(Stored data entries)
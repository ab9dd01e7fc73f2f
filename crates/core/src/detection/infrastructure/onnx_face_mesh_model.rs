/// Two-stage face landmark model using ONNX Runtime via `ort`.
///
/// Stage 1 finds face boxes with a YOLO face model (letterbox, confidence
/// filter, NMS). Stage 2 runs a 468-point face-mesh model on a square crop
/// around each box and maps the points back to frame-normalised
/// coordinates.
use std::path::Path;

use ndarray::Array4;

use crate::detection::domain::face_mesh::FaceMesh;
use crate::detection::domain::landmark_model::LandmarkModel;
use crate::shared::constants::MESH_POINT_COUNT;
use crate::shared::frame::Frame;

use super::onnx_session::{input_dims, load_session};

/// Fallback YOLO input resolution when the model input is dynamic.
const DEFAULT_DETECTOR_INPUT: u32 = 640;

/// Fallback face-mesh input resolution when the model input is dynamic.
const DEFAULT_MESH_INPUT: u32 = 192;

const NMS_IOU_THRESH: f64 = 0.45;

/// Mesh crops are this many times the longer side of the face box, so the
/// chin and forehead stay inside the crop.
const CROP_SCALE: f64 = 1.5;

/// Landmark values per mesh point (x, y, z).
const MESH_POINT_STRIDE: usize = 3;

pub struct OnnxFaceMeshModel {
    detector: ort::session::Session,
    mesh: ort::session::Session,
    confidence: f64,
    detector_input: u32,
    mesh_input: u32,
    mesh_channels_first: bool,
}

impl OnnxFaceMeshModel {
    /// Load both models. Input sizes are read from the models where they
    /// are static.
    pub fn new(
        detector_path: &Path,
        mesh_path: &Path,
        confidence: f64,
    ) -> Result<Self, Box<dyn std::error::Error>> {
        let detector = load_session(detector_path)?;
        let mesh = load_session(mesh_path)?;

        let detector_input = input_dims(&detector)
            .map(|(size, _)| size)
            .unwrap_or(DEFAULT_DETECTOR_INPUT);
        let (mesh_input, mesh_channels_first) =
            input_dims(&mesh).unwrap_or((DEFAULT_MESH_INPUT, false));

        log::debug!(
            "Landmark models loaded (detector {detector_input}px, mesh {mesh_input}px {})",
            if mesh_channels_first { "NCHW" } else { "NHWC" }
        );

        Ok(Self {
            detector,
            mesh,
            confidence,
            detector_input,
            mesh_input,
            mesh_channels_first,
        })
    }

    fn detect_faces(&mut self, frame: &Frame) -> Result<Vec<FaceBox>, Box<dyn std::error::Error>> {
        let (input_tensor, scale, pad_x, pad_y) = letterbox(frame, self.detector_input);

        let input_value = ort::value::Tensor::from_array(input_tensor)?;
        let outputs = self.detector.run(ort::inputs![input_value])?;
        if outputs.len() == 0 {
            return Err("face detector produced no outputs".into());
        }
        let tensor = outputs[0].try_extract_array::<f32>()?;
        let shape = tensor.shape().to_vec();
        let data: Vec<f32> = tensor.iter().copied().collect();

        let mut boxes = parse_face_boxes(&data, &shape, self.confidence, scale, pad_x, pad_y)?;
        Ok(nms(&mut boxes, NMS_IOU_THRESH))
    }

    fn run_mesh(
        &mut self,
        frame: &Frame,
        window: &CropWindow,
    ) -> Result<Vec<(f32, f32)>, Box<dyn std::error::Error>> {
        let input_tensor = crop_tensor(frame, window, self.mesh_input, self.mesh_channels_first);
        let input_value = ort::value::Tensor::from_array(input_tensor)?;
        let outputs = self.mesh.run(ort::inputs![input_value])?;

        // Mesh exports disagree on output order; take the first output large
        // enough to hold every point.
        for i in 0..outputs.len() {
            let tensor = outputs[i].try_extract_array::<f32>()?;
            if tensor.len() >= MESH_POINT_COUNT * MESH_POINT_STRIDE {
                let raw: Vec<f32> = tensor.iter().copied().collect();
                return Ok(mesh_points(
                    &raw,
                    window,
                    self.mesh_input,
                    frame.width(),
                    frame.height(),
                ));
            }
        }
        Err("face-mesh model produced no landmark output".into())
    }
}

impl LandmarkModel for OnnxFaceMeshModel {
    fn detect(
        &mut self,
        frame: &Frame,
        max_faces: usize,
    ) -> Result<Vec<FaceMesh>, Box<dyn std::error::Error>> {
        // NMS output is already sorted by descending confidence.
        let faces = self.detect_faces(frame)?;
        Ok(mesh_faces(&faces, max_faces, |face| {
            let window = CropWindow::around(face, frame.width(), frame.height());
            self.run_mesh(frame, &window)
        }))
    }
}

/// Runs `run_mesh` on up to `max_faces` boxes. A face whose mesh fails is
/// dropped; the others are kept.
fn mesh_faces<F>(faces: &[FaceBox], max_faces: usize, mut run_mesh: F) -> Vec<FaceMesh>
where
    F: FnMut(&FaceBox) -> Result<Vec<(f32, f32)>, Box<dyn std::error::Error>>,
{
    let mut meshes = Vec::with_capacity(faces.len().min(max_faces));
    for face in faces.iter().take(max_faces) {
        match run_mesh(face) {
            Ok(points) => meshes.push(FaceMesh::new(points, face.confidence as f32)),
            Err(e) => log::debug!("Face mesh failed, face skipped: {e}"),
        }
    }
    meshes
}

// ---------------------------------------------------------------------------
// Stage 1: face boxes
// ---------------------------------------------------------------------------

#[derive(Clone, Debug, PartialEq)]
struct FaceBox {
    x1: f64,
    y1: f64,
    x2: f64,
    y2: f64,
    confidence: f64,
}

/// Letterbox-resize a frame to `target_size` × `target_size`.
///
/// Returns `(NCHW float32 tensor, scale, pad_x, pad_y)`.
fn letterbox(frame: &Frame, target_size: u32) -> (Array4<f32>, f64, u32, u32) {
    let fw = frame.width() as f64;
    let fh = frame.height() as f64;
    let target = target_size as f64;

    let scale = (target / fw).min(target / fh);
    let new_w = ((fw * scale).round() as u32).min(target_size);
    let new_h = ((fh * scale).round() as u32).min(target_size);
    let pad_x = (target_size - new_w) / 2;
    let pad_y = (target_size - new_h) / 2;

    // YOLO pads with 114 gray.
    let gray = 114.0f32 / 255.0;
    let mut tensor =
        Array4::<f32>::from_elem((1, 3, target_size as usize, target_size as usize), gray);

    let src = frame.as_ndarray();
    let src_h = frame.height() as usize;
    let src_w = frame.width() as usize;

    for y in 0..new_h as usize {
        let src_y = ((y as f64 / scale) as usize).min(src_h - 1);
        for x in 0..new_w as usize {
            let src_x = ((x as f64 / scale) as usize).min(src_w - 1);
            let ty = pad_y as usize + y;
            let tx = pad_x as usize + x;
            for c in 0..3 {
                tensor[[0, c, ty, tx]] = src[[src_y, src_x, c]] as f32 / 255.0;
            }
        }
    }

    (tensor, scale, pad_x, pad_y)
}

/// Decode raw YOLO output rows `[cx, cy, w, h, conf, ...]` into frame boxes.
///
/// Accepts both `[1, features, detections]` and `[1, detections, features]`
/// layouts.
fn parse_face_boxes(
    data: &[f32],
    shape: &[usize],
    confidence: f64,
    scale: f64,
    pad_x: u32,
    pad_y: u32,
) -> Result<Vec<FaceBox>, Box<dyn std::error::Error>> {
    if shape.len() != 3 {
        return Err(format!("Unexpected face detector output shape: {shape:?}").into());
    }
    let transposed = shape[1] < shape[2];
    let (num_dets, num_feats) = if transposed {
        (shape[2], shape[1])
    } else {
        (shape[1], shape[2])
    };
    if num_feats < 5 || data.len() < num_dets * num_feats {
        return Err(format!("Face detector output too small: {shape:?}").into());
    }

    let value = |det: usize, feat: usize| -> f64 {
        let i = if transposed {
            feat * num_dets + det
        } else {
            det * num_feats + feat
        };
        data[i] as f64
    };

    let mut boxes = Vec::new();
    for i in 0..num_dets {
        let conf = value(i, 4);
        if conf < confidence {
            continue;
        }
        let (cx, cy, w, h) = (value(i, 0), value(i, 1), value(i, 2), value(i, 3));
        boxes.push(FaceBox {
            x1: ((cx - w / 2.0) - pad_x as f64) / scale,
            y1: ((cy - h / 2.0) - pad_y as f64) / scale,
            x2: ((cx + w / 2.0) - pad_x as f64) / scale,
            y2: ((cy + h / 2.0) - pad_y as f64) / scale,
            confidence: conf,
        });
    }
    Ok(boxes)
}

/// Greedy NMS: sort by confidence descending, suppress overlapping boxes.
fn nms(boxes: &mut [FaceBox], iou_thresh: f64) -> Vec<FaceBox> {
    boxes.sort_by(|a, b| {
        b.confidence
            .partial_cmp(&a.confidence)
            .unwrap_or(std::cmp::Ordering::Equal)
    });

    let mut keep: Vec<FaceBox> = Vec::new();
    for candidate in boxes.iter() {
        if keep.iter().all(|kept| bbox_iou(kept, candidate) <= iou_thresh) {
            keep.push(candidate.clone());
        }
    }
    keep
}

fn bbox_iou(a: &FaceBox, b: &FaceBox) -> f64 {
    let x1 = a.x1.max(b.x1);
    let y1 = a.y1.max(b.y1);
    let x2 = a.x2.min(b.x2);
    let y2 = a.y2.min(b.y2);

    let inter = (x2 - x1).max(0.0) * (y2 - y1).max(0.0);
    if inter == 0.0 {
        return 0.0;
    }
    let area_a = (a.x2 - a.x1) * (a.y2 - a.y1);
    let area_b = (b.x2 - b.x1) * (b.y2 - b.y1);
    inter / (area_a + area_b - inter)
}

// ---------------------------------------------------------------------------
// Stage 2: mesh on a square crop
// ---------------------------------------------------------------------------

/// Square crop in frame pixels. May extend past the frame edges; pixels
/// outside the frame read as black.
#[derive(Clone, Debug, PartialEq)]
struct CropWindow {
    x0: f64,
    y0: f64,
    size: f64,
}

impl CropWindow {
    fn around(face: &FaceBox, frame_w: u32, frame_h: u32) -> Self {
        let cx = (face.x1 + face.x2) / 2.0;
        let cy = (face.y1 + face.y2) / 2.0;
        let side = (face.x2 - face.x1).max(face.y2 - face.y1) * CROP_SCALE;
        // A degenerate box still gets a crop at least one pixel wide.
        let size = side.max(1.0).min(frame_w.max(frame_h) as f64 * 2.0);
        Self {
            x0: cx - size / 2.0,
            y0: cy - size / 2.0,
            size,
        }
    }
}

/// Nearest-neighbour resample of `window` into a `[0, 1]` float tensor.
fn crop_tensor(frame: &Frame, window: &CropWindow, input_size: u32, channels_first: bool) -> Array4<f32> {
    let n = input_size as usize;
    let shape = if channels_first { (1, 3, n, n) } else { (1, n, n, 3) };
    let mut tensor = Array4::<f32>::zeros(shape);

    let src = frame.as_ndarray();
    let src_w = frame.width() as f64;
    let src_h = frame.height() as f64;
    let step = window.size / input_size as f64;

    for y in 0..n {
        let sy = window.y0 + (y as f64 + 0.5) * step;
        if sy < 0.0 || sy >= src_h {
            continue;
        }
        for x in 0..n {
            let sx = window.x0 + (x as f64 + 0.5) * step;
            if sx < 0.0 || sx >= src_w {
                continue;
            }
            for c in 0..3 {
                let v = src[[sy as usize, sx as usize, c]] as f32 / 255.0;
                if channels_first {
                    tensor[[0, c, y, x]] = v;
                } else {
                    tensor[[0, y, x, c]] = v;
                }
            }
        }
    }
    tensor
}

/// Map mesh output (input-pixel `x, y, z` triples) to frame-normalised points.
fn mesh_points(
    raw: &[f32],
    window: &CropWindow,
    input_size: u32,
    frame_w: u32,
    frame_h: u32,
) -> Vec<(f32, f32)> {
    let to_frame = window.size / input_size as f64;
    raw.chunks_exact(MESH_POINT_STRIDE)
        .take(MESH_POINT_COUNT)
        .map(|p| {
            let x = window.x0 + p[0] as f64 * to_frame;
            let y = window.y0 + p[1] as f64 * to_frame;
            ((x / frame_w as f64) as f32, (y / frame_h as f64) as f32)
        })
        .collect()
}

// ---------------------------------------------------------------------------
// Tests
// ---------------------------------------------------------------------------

* * *

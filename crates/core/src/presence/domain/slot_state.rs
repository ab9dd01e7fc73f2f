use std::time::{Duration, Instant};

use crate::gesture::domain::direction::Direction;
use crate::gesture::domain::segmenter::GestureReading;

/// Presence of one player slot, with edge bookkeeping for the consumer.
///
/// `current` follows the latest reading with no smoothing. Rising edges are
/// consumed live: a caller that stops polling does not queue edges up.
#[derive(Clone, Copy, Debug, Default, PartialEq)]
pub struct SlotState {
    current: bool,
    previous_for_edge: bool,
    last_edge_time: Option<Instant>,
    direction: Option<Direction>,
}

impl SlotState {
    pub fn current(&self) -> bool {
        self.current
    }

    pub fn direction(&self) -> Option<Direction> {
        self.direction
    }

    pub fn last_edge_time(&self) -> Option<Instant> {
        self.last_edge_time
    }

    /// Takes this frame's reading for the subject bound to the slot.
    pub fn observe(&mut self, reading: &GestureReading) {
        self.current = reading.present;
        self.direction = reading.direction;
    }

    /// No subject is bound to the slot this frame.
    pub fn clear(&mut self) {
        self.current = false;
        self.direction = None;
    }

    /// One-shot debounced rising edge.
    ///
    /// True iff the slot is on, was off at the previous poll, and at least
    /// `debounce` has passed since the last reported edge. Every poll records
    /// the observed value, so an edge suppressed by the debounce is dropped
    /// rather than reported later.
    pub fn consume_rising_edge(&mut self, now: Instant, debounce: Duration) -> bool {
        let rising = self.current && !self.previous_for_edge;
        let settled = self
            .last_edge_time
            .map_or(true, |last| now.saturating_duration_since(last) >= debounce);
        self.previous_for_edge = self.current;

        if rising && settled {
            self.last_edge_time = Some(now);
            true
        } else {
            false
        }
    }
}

Exercise aim:
Would you please copy every line in the data that contains the word "both"?

Task answer:
    /// Load both models. Input sizes are read from the models where they
/// Accepts both `[1, features, detections]` and `[1, detections, features]`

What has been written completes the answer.